Product-wise, footwear sales declined 13%, and apparel revenue dropped 10%, underlining broad-based softness in consumer demand. CEO Elliott Hill acknowledged the disappointing numbers but emphasized that the company is on track with its internal expectations. “These results are not where we want them to be,” Hill said, “but we are confident in our path forward as we execute our turnaround plan.”
CFO Matthew Friend noted that Q4 reflected the peak impact of Nike’s strategic changes, adding that many of the current headwinds should begin to ease in the coming quarters.
The earnings beat and cautious optimism from Nike leadership prompted several analysts to revise their outlooks. JPMorgan raised its price target to $64 from $56, maintaining a neutral rating but citing signs of an improving demand trend. According to the firm, Nike’s guidance signals a 100-basis-point improvement in underlying demand from the previous quarter.
Bank of America was more upbeat, saying the “worst is behind” Nike and projecting a return to revenue growth by the second half of 2026. While the firm lowered its 2026 earnings forecast slightly—from $1.80 to $1.60 per share—due to margin pressure from tariffs, it raised its price target by $4 to $84 and reiterated a buy rating. BofA expressed growing confidence in Nike’s innovation pipeline and upcoming product launches, which it believes could serve as catalysts for a turnaround.

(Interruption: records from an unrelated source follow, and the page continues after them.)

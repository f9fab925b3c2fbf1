use anyhow::Result;
use pretty_assertions::assert_eq;

use crate::*;

#[test]
fn test_sync_reports_and_writes_listing() -> Result<()> {
    let test = CliTest::with_project(DART_LISTING, TS_LISTING, MOBILE_STRINGS, WEB_MESSAGES_EN)?;

    let (code, stdout, _) = run(&mut test.sync_command())?;

    assert_eq!(code, 0);
    assert_eq!(
        stdout,
        "Mobile listing countries found: 3\n\
         Web listing countries found: 2\n\
         Missing in mobile translations: [\"andorra\"]\n\
         Missing in web translations: []\n\
         ✓ Generated new_countries.ts\n"
    );
    assert_eq!(
        test.read_file(OUTPUT)?,
        r#"export interface Country {
  name: string;
  code: string;
  min: number;
  max: number;
  flag: string;
}

export const countries: Country[] = [
  { name: "afghanistan", code: "+93", min: 9, max: 9, flag: "🇦🇫" },
  { name: "andorra", code: "+376", min: 6, max: 9, flag: "🇦🇩" },
  { name: "chad", code: "+235", min: 8, max: 8, flag: "🇹🇩" },
];
"#
    );

    Ok(())
}

#[test]
fn test_sync_is_default_command() -> Result<()> {
    let test = CliTest::with_project(DART_LISTING, TS_LISTING, MOBILE_STRINGS, WEB_MESSAGES_EN)?;

    let (code, stdout, _) = run(&mut test.command())?;

    assert_eq!(code, 0);
    assert!(stdout.ends_with("✓ Generated new_countries.ts\n"));
    assert!(test.root().join(OUTPUT).exists());

    Ok(())
}

#[test]
fn test_sync_does_not_touch_sources() -> Result<()> {
    let test = CliTest::with_project(DART_LISTING, TS_LISTING, MOBILE_STRINGS, WEB_MESSAGES_EN)?;

    run(&mut test.sync_command())?;

    assert_eq!(test.read_file(MOBILE_LISTING)?, DART_LISTING);
    assert_eq!(test.read_file(WEB_LISTING)?, TS_LISTING);

    Ok(())
}

#[test]
fn test_sync_empty_listings() -> Result<()> {
    let dart = "// no countries yet\n";
    let ts = "export const countries = [];\n";
    let test = CliTest::with_project(dart, ts, "{}", "{}")?;

    let (code, stdout, _) = run(&mut test.sync_command())?;

    assert_eq!(code, 0);
    assert_eq!(
        stdout,
        "Mobile listing countries found: 0\n\
         Web listing countries found: 0\n\
         Missing in mobile translations: []\n\
         Missing in web translations: []\n\
         ✓ Generated new_countries.ts\n"
    );
    let output = test.read_file(OUTPUT)?;
    assert!(output.ends_with("export const countries: Country[] = [\n];\n"));

    Ok(())
}

#[test]
fn test_sync_missing_input_fails_without_output() -> Result<()> {
    let test = CliTest::new()?;
    test.write_file(MOBILE_LISTING, DART_LISTING)?;
    test.write_file(WEB_LISTING, TS_LISTING)?;
    test.write_file(MOBILE_MESSAGES, MOBILE_STRINGS)?;

    let (code, stdout, stderr) = run(&mut test.sync_command())?;

    assert_eq!(code, 2);
    assert_eq!(
        stdout,
        "Mobile listing countries found: 3\n\
         Web listing countries found: 2\n"
    );
    assert!(stderr.starts_with("Error: Failed to read message file"));
    assert!(stderr.contains("en.json"));
    assert!(!test.root().join(OUTPUT).exists());

    Ok(())
}

#[test]
fn test_sync_malformed_messages_fail() -> Result<()> {
    let mobile_strings = "{ \"countries\": ";
    let test = CliTest::with_project(DART_LISTING, TS_LISTING, mobile_strings, WEB_MESSAGES_EN)?;

    let (code, stdout, stderr) = run(&mut test.sync_command())?;

    assert_eq!(code, 2);
    assert!(stdout.ends_with("Web listing countries found: 2\n"));
    assert!(stderr.starts_with("Error: Failed to parse message file"));
    assert!(!test.root().join(OUTPUT).exists());

    Ok(())
}

#[test]
fn test_sync_with_config_paths() -> Result<()> {
    let test = CliTest::new()?;
    test.write_file(
        ".dialsyncrc.json",
        r#"{
          "mobileListing": "app/countries.dart",
          "webListing": "web/countries.ts",
          "mobileMessages": "app/strings.json",
          "webMessages": "web/en.json",
          "output": "out/countries.ts"
        }"#,
    )?;
    test.write_file("app/countries.dart", DART_LISTING)?;
    test.write_file("web/countries.ts", TS_LISTING)?;
    test.write_file("app/strings.json", MOBILE_STRINGS)?;
    test.write_file("web/en.json", r#"{ "countries": { "chad": "Chad" } }"#)?;

    let (code, stdout, _) = run(&mut test.sync_command())?;

    assert_eq!(code, 0);
    assert!(stdout.contains("Missing in web translations: [\"afghanistan\", \"andorra\"]\n"));
    assert!(stdout.ends_with("✓ Generated out/countries.ts\n"));
    let output = test.read_file("out/countries.ts")?;
    assert!(output.contains("flag: \"🇹🇩\""));

    Ok(())
}

#[test]
fn test_sync_verbose_reports_dropped_records() -> Result<()> {
    let dart = r#"
  Country(name: "afghanistan", code: "+93", flag: "🇦🇫", min: 9, max: 9),
  Country(name: "andorra", flag: "🇦🇩", code: "+376", min: 6, max: 9),
"#;
    let test = CliTest::with_project(dart, TS_LISTING, MOBILE_STRINGS, WEB_MESSAGES_EN)?;

    let (code, stdout, stderr) = run(test.sync_command().arg("--verbose"))?;

    assert_eq!(code, 0);
    assert!(stdout.starts_with("Mobile listing countries found: 1\n"));
    assert!(stderr.contains("note: mobile listing: 1 of 2 candidate records extracted\n"));
    let warning = "warning: 1 record in mobile listing did not match the expected format\n";
    assert!(stderr.contains(warning));

    Ok(())
}

#[test]
fn test_generated_listing_reads_back_as_web_listing() -> Result<()> {
    let test = CliTest::with_project(DART_LISTING, TS_LISTING, MOBILE_STRINGS, WEB_MESSAGES_EN)?;
    run(&mut test.sync_command())?;

    let generated = test.read_file(OUTPUT)?;
    test.write_file(WEB_LISTING, &generated)?;

    let (code, stdout, _) = run(&mut test.sync_command())?;

    assert_eq!(code, 0);
    assert!(stdout.contains("Web listing countries found: 3\n"));
    assert_eq!(test.read_file(OUTPUT)?, generated);

    Ok(())
}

HSBC also joined the bullish camp, upgrading Nike to “buy” from “hold” and increasing its price target to $80 from $60. The firm cited “tangible evidence” that Nike is heading toward a sales rebound and expects margin recovery once the company completes its ongoing inventory cleanup. HSBC wrote that Nike’s refreshed product lineup should soon be “current and exciting,” helping to re-engage consumers.
While the road to recovery is still uncertain, the sharp rebound in Nike’s stock and a shift in analyst sentiment suggest that investors are starting to buy into the company’s turnaround narrative. With an improved outlook for innovation, inventory management, and sales growth, Nike may be stepping back onto a path toward sustainable performance.